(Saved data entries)

++++++++++++++++++++

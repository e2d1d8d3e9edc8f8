//! The convention set: all parsed groups plus the resolution engine.
//!
//! Resolution runs after every file has been parsed. `ref` and `include`
//! are resolved to a fixed point first, then `extends` chains parent-first,
//! then `any_of` choice ids are bound to attributes and span events are
//! checked. After [`ConventionSet::finish`] the model is closed: no
//! dangling references remain.

use std::collections::HashMap;
use std::fs;
use std::path::Path;

use indexmap::{IndexMap, IndexSet};
use tracing::{debug, error};

use crate::attribute::Attribute;
use crate::constraints::{Constraint, Include};
use crate::doc;
use crate::error::{Result, ValidationError};
use crate::group::{parse_groups, Group};
use crate::validation::ValidationContext;

/// All groups of one conventions corpus, keyed by group id in insertion
/// order.
#[derive(Debug, Default)]
pub struct ConventionSet {
    strict: bool,
    groups: IndexMap<String, Group>,
    errors: bool,
}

++++++++++++++++++++

**Task requirements**.
Check each line of the records for the word "ConventionSet", and show the lines that contain it.

**Response area**.
//! checked. After [`ConventionSet::finish`] the model is closed: no
pub struct ConventionSet {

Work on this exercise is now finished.